Tuesday, December 13, 2011

The first Time I heard #$@*

            Damn. A word that is universally heard around the United States as a curse word and the only I could say in a paper and feel okay using to tell a story. Words are the basis of communication for most the world and are used to the point that many words lose their value and stigmatism. When I was a young boy I remember going to work with my father around the age of seven or eight and hearing my first slew of curse words.
            The memories are hazy to say the least but I remember going with my father one day after school to his office to pick up some papers that he needed to work on at home. At the time I didn’t know but now I am fully aware of the fact that I was walking straight into a boys club. I moved through the security with my father and the entire receptionist’s panel was pleasant. We moved into his office and he totally me to stay put in his chair while he went to a locker to go grab some things. Me being the respectful young son I was, I listened till my curiosity got the best of me.

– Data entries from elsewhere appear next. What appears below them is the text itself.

//! Voice session lifecycle.
//!
//! `SessionManager` is the host-facing handle. The session itself runs as a
//! single supervisor task that owns the connection, the playback scheduler and
//! the capture path for one attempt at a time; the manager talks to it through
//! a command channel and observes it through published state.

mod state;
mod supervisor;

pub use state::{SessionState, StateCallback};

use crate::audio::{CaptureProcessor, CaptureStats, MicrophoneProvider, OutputProvider};
use crate::config::{AgentConfiguration, SpeechRateControl, DEFAULT_LIVE_MODEL};
use crate::error::{Result, SessionError};
use crate::reconnect::ReconnectionPolicy;
use crate::tools::{ToolCallResult, ToolDispatcher};
use crate::transport::Connector;
use state::StatePublisher;
use std::sync::atomic::{AtomicBool, AtomicUsize, Ordering};
use std::sync::{Arc, Mutex};
use supervisor::Supervisor;
use tokio::sync::{mpsc, oneshot, watch};
use tokio::task::JoinHandle;
use tokio_util::sync::CancellationToken;

const COMMAND_CAPACITY: usize = 16;

/// Everything a session needs from the outside world
pub struct SessionComponents {
    pub connector: Arc<dyn Connector>,
    pub microphone: Arc<dyn MicrophoneProvider>,
    pub output: Arc<dyn OutputProvider>,
    pub tools: Arc<ToolDispatcher>,
    pub speech_rate: SpeechRateControl,
    pub policy: ReconnectionPolicy,
    pub model: String,
}

impl SessionComponents {
    pub fn new(
        connector: Arc<dyn Connector>,
        microphone: Arc<dyn MicrophoneProvider>,
        output: Arc<dyn OutputProvider>,
        tools: Arc<ToolDispatcher>,
    ) -> Self {
        Self {
            connector,
            microphone,
            output,
            tools,
            speech_rate: SpeechRateControl::default(),
            policy: ReconnectionPolicy::default(),
            model: DEFAULT_LIVE_MODEL.to_string(),
        }
    }

    /// Share the rate control the speed tool writes to
    pub fn with_speech_rate(mut self, speech_rate: SpeechRateControl) -> Self {
        self.speech_rate = speech_rate;
        self
    }

    pub fn with_policy(mut self, policy: ReconnectionPolicy) -> Self {
        self.policy = policy;
        self
    }

    pub fn with_model(mut self, model: impl Into<String>) -> Self {
        self.model = model.into();
        self
    }
}

pub(crate) enum Command {
    StopSpeech,
    SendToolResult {
        result: ToolCallResult,
        reply: oneshot::Sender<Result<()>>,
    },
}

/// State shared between the manager and its supervisor task
pub(crate) struct Shared {
    pub(crate) components: SessionComponents,
    pub(crate) publisher: StatePublisher,
    pub(crate) muted: Arc<AtomicBool>,
    pub(crate) attempts: AtomicUsize,
    pub(crate) pending_config: Mutex<Option<AgentConfiguration>>,
    pub(crate) active_config: Mutex<AgentConfiguration>,
    pub(crate) capture: Mutex<Option<CaptureProcessor>>,
}

struct RunHandle {
    cancel: CancellationToken,
    commands: mpsc::Sender<Command>,
    task: JoinHandle<()>,
}

pub struct SessionManager {
    shared: Arc<Shared>,
    run: Option<RunHandle>,
}

impl SessionManager {
    pub fn new(components: SessionComponents) -> Self {
        Self {
            shared: Arc::new(Shared {
                components,
                publisher: StatePublisher::new(),
                muted: Arc::new(AtomicBool::new(false)),
                attempts: AtomicUsize::new(0),
                pending_config: Mutex::new(None),
                active_config: Mutex::new(AgentConfiguration::default()),
                capture: Mutex::new(None),
            }),
            run: None,
        }
    }

    /// Start a session with `config`. Progress is reported through state changes;
    /// a missing microphone ends in `Error` without retries.
    pub fn start(&mut self, config: AgentConfiguration) -> Result<()> {
        if self.is_running() {
            return Err(SessionError::AlreadyStarted);
        }

        log::info!("🚀 Starting voice session (voice: {})", config.voice);
        self.shared.components.speech_rate.set(config.speech_rate);
        if let Ok(mut active) = self.shared.active_config.lock() {
            *active = config;
        }
        // The config given here wins over anything queued before
        self.take_pending_config();
        self.shared.attempts.store(0, Ordering::Release);

        let cancel = CancellationToken::new();
        let (commands, command_rx) = mpsc::channel(COMMAND_CAPACITY);
        let supervisor = Supervisor::new(self.shared.clone(), cancel.clone(), command_rx);
        let task = tokio::spawn(supervisor.run());

        self.run = Some(RunHandle { cancel, commands, task });
        Ok(())
    }

    /// Tear everything down. Safe from any state and idempotent; always wins
    /// over a pending reconnect or an in-flight tool call.
    pub async fn stop(&mut self) {
        match self.run.take() {
            Some(run) if !run.task.is_finished() => {
                log::info!("🛑 Stopping voice session");
                run.cancel.cancel();
                if let Err(e) = run.task.await {
                    log::error!("🛑 Session task ended abnormally: {}", e);
                    self.shared.publisher.publish(SessionState::Disconnected);
                }
            }
            _ if self.state().is_terminal() => {}
            _ => self.shared.publisher.publish(SessionState::Inactive),
        }
    }

    /// Stop and start again with the queued configuration, if any
    pub async fn restart(&mut self) -> Result<()> {
        let config = self.take_pending_config().unwrap_or_else(|| self.config());
        self.stop().await;
        self.start(config)
    }

    /// Queue a configuration change for the next connection attempt
    pub fn update_config(&self, config: AgentConfiguration) {
        log::info!("⚙️  Configuration change queued for the next connection");
        if let Ok(mut pending) = self.shared.pending_config.lock() {
            *pending = Some(config);
        }
    }

    /// Configuration of the current (or last) connection attempt
    pub fn config(&self) -> AgentConfiguration {
        let mut config = self
            .shared
            .active_config
            .lock()
            .map(|c| c.clone())
            .unwrap_or_default();
        config.speech_rate = self.shared.components.speech_rate.get();
        config
    }

    fn take_pending_config(&self) -> Option<AgentConfiguration> {
        self.shared.pending_config.lock().ok().and_then(|mut p| p.take())
    }

    pub fn on_state_change<F>(&self, callback: F)
    where
        F: Fn(SessionState) + Send + Sync + 'static,
    {
        self.shared.publisher.add_callback(Box::new(callback));
    }

    pub fn subscribe(&self) -> watch::Receiver<SessionState> {
        self.shared.publisher.subscribe()
    }

    pub fn state(&self) -> SessionState {
        self.shared.publisher.current()
    }

    /// Send a tool result for a pending call. At most one result is accepted per call id.
    pub async fn send_tool_result(&self, result: ToolCallResult) -> Result<()> {
        let run = self.run.as_ref().ok_or(SessionError::NotConnected)?;
        let (reply, response) = oneshot::channel();
        run.commands
            .send(Command::SendToolResult { result, reply })
            .await
            .map_err(|_| SessionError::NotConnected)?;
        response.await.map_err(|_| SessionError::NotConnected)?
    }

    pub fn set_muted(&self, muted: bool) {
        self.shared.muted.store(muted, Ordering::Release);
        log::info!("{}", if muted { "🔇 Microphone muted" } else { "🎤 Microphone unmuted" });
    }

    pub fn is_muted(&self) -> bool {
        self.shared.muted.load(Ordering::Acquire)
    }

    /// Cut off the agent's current speech, like a server interruption
    pub fn stop_speech(&self) {
        if let Some(run) = &self.run {
            if run.commands.try_send(Command::StopSpeech).is_err() {
                log::debug!("🔇 Stop speech ignored, session busy or gone");
            }
        }
    }

    /// Consecutive failed reconnects since the last successful connection
    pub fn reconnect_attempts(&self) -> usize {
        self.shared.attempts.load(Ordering::Acquire)
    }

    /// Capture counters for the current or most recent connection attempt
    pub fn capture_stats(&self) -> CaptureStats {
        self.shared
            .capture
            .lock()
            .ok()
            .and_then(|c| c.as_ref().map(CaptureProcessor::stats))
            .unwrap_or_default()
    }

    fn is_running(&self) -> bool {
        self.run.as_ref().map(|r| !r.task.is_finished()).unwrap_or(false)
    }
}

impl Drop for SessionManager {
    fn drop(&mut self) {
        if let Some(run) = self.run.take() {
            run.cancel.cancel();
        }
    }
}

I was surrounded by big police men with their guns and badges and was ready to learn and talk to all of the people I could see. I walked around office making sure I stayed close to the chair that I was attached to. As I walked around the office I got a bit lost in the maze of people and found myself in a lounge room of sorts with people eating their dinner and completely unaware of my presence. I wasn’t even listening to the people in the room when all of sudden I heard a few four letter words I had never heard before. Without a moment notice my father arrived and swept me up under his arms and said to me, “son never repeat the things you heard right there.” As any curious boy would ask I said, “Dad what do those words mean anyways?” He said to me, “those words are for people who cannot think hard enough to come up with better things to say son.”
            The first time I heard those words was more importantly the first time I heard my father have a real concern about my innocence. It taught me a lot of things but in hindsight the best part of that experience was that exposure. By having the initial experience with the protection of my father it was nice to be held in the arms of my father while learning the ways that the world works. The first time I ever heard a cuss word was the first time I realized how much I was protected. 

1 comment:

  1. That's a great story, Austin. I don't think I can remember the first time I heard somebody say a cuss word. There were a lot of moments in my childhood I didn't really understand what was really going on, but, looking back, I have come to respect my parents even more for how they raised me.